- Problem to solve
Nothing in the records may change. Output them all exactly.

Saved entries

//! Bone hierarchy flattener (scene graph -> flat bone table)
//!
//! Each bone a mesh names is located in the scene under a designated root.
//! Its bind transform is the chain of local transforms from the bone node up
//! to, but excluding, that root. Parents are linked by flat index, and only
//! to ancestors that are themselves bones of the same mesh.

use anyhow::{Context, Result};
use glam::Mat4;
use hashbrown::HashMap;
use skelmesh_common::{BoneRecord, Skeleton};

use crate::scene::{NodeId, Scene, SceneMesh};

/// Flattens mesh bone lists against one subtree of a scene
pub struct BoneFlattener<'s> {
    scene: &'s Scene,
    root: NodeId,
    /// Node name -> node, first pre-order match wins
    nodes_by_name: HashMap<&'s str, NodeId>,
}

impl<'s> BoneFlattener<'s> {
    pub fn new(scene: &'s Scene, root: NodeId) -> Self {
        let mut nodes_by_name = HashMap::new();
        for id in scene.preorder(root) {
            nodes_by_name
                .entry(scene.node(id).name.as_str())
                .or_insert(id);
        }
        Self {
            scene,
            root,
            nodes_by_name,
        }
    }

    pub fn root(&self) -> NodeId {
        self.root
    }

    /// Build the bone table for one mesh, in the mesh's bone order
    pub fn flatten(&self, mesh: &SceneMesh) -> Result<Skeleton> {
        let mut bone_index: HashMap<&str, u32> = HashMap::with_capacity(mesh.bones.len());
        for (i, bone) in mesh.bones.iter().enumerate() {
            bone_index.entry(bone.name.as_str()).or_insert(i as u32);
        }

        let mut bones = Vec::with_capacity(mesh.bones.len());
        for bone in &mesh.bones {
            let node = *self.nodes_by_name.get(bone.name.as_str()).with_context(|| {
                format!(
                    "Bone '{}' of mesh '{}' has no node under '{}'",
                    bone.name,
                    mesh.name,
                    self.scene.node(self.root).name
                )
            })?;

            let transform = self.bind_transform(node);
            let parent = self.parent_index(node, &bone_index);
            bones.push(BoneRecord::new(bone.name.clone(), bone.offset, transform, parent));
        }

        Ok(Skeleton::new(bones))
    }

    /// Local transforms from `node` up to the root, root excluded
    pub fn bind_transform(&self, node: NodeId) -> Mat4 {
        let mut transform = Mat4::IDENTITY;
        let mut current = Some(node);
        while let Some(id) = current {
            if id == self.root {
                break;
            }
            let n = self.scene.node(id);
            transform = n.transform * transform;
            current = n.parent;
        }
        transform
    }

    fn parent_index(&self, node: NodeId, bone_index: &HashMap<&str, u32>) -> Option<u32> {
        if node == self.root {
            return None;
        }
        let parent = self.scene.node(node).parent?;
        if parent == self.root {
            return None;
        }

        let parent_name = self.scene.node(parent).name.as_str();
        let index = bone_index.get(parent_name).copied();
        if index.is_none() {
            tracing::debug!(
                "'{}' is parented to non-bone node '{}', chain broken",
                self.scene.node(node).name,
                parent_name
            );
        }
        index
    }
}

- Task output
//! Bone hierarchy flattener (scene graph -> flat bone table)
//!
//! Each bone a mesh names is located in the scene under a designated root.
//! Its bind transform is the chain of local transforms from the bone node up
//! to, but excluding, that root. Parents are linked by flat index, and only
//! to ancestors that are themselves bones of the same mesh.

use anyhow::{Context, Result};
use glam::Mat4;
use hashbrown::HashMap;
use skelmesh_common::{BoneRecord, Skeleton};

use crate::scene::{NodeId, Scene, SceneMesh};

/// Flattens mesh bone lists against one subtree of a scene
pub struct BoneFlattener<'s> {
    scene: &'s Scene,
    root: NodeId,
    /// Node name -> node, first pre-order match wins
    nodes_by_name: HashMap<&'s str, NodeId>,
}

impl<'s> BoneFlattener<'s> {
    pub fn new(scene: &'s Scene, root: NodeId) -> Self {
        let mut nodes_by_name = HashMap::new();
        for id in scene.preorder(root) {
            nodes_by_name
                .entry(scene.node(id).name.as_str())
                .or_insert(id);
        }
        Self {
            scene,
            root,
            nodes_by_name,
        }
    }

    pub fn root(&self) -> NodeId {
        self.root
    }

    /// Build the bone table for one mesh, in the mesh's bone order
    pub fn flatten(&self, mesh: &SceneMesh) -> Result<Skeleton> {
        let mut bone_index: HashMap<&str, u32> = HashMap::with_capacity(mesh.bones.len());
        for (i, bone) in mesh.bones.iter().enumerate() {
            bone_index.entry(bone.name.as_str()).or_insert(i as u32);
        }

        let mut bones = Vec::with_capacity(mesh.bones.len());
        for bone in &mesh.bones {
            let node = *self.nodes_by_name.get(bone.name.as_str()).with_context(|| {
                format!(
                    "Bone '{}' of mesh '{}' has no node under '{}'",
                    bone.name,
                    mesh.name,
                    self.scene.node(self.root).name
                )
            })?;

            let transform = self.bind_transform(node);
            let parent = self.parent_index(node, &bone_index);
            bones.push(BoneRecord::new(bone.name.clone(), bone.offset, transform, parent));
        }

        Ok(Skeleton::new(bones))
    }

    /// Local transforms from `node` up to the root, root excluded
    pub fn bind_transform(&self, node: NodeId) -> Mat4 {
        let mut transform = Mat4::IDENTITY;
        let mut current = Some(node);
        while let Some(id) = current {
            if id == self.root {
                break;
            }
            let n = self.scene.node(id);
            transform = n.transform * transform;
            current = n.parent;
        }
        transform
    }

    fn parent_index(&self, node: NodeId, bone_index: &HashMap<&str, u32>) -> Option<u32> {
        if node == self.root {
            return None;
        }
        let parent = self.scene.node(node).parent?;
        if parent == self.root {
            return None;
        }

        let parent_name = self.scene.node(parent).name.as_str();
        let index = bone_index.get(parent_name).copied();
        if index.is_none() {
            tracing::debug!(
                "'{}' is parented to non-bone node '{}', chain broken",
                self.scene.node(node).name,
                parent_name
            );
        }
        index
    }
}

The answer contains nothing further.